On avait annoncé la sortie de Tunnels, ce nouveau récit entre road trip familial et horreur mécanique signé Michaël Sanlaville (Lastman, Banana Sioule…) et voilà que Glénat nous fait l’honneur de nous en envoyer un exemplaire. C’est donc avec un certain enthousiasme que nous nous sommes plongés dans ce one-shot.
« T’as dit qu’il n’y avait plus de panneaux… et… la route, elle est différente. »
Jolène, Tunnels, Michaël Sanlaville
Road trip mortel
À l’arrière de ce break familial lancé sur la route des vacances, trois sœurs : Jolène, Samantha et Mila. Tandis que les tunnels autoroutiers s’enchaînent, la petite famille se retrouve sur une route différente, bordée par un lac aux reflets glauques, que le GPS ne parvient pas à situer. La virée familiale tourne au cauchemar lorsque surgit en bolide noir tout droit sorti de Boulevard de la mort prend en chasse le véhicule des sœurs et de leurs parents. Où sont-ils ? Pourquoi semblent-ils coincés au milieu d’une course à mort entre des pilotes déchaînés sur une route qui ne va nulle part ? Vont-ils réussir à s’en sortir vivants ?
Sur la route
Tunnels fleure bon cette ambiance de vacances en famille où la seule activité est d’observer le paysage défiler le long de l’autoroute, notamment grâce à un travail sur la lumière particulièrement réussi. Sanlaville découpe ses cases comme il monterait un film et parvient à rendre les émotions de son groupe de héros, tout comme l’impact des chocs entre véhicules, presque palpables. Mais sa plus grande réussite, c’est de parvenir à instiller une ambiance angoissante en plein jour et avec le simple vrombissement d’un moteur.

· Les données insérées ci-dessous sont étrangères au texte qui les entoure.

use serde::{Deserialize, Serialize};
use std::time::Instant;

/// Wall-clock duration of one detector stage.
#[derive(Clone, Debug, Serialize, Deserialize)]
#[serde(rename_all = "camelCase")]
pub struct StageTiming {
    pub label: String,
    pub elapsed_ms: f64,
}

impl StageTiming {
    pub fn new(label: impl Into<String>, elapsed_ms: f64) -> Self {
        Self {
            label: label.into(),
            elapsed_ms,
        }
    }
}

/// Per-stage timings of a detector run.
#[derive(Clone, Debug, Default, Serialize, Deserialize)]
#[serde(rename_all = "camelCase")]
pub struct TimingBreakdown {
    pub total_ms: f64,
    pub stages: Vec<StageTiming>,
}

impl TimingBreakdown {
    pub fn push(&mut self, label: impl Into<String>, elapsed_ms: f64) {
        self.stages.push(StageTiming::new(label, elapsed_ms));
    }

    /// Record the time elapsed since `start` under `label` and return it.
    pub fn push_since(&mut self, label: impl Into<String>, start: Instant) -> f64 {
        let ms = elapsed_ms(start);
        self.push(label, ms);
        ms
    }

    pub fn get(&self, label: &str) -> Option<f64> {
        self.stages
            .iter()
            .find(|s| s.label == label)
            .map(|s| s.elapsed_ms)
    }
}

#[inline]
pub fn elapsed_ms(start: Instant) -> f64 {
    start.elapsed().as_secs_f64() * 1000.0
}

Plus que le danger lié à ses coureurs fous qui semblent les poursuivre, c’est bien la terreur qui gagne la famille qui fait monter la tension petit à petit. Lorsque le père craque à la vue du second cadavre de pilote, le récit bascule dans une folie digne du cinéma d’horreur. La fuite se double d’une quête de compréhension, car les mystérieux coureurs ne semblent avoir pour objectif que de s’entretuer avec leurs bolides. Loin d’offrir des réponses, Sanlaville transforme son histoire en drame au moment où l’on croit voir le bout du tunnel et se fend d’une ellipse pour jeter le flou sur le fin mot de son histoire. En optant pour une conclusion qui conserve une grande part de mystère, l’auteur frustre son public, mais ouvre aussi le champ des possibles. Un choix audacieux, mais risqué.
Tunnels est un one-shot généreux dans le plus pur style de Michaël Sanlaville. Ce thriller haletant se dévore au rythme effréné de ses voitures de course et, s’il ne satisfera pas les lecteurs et lectrices avides de réponses, n’en reste pas moins fascinant pour sa proposition surprenante et ses passages bouleversants.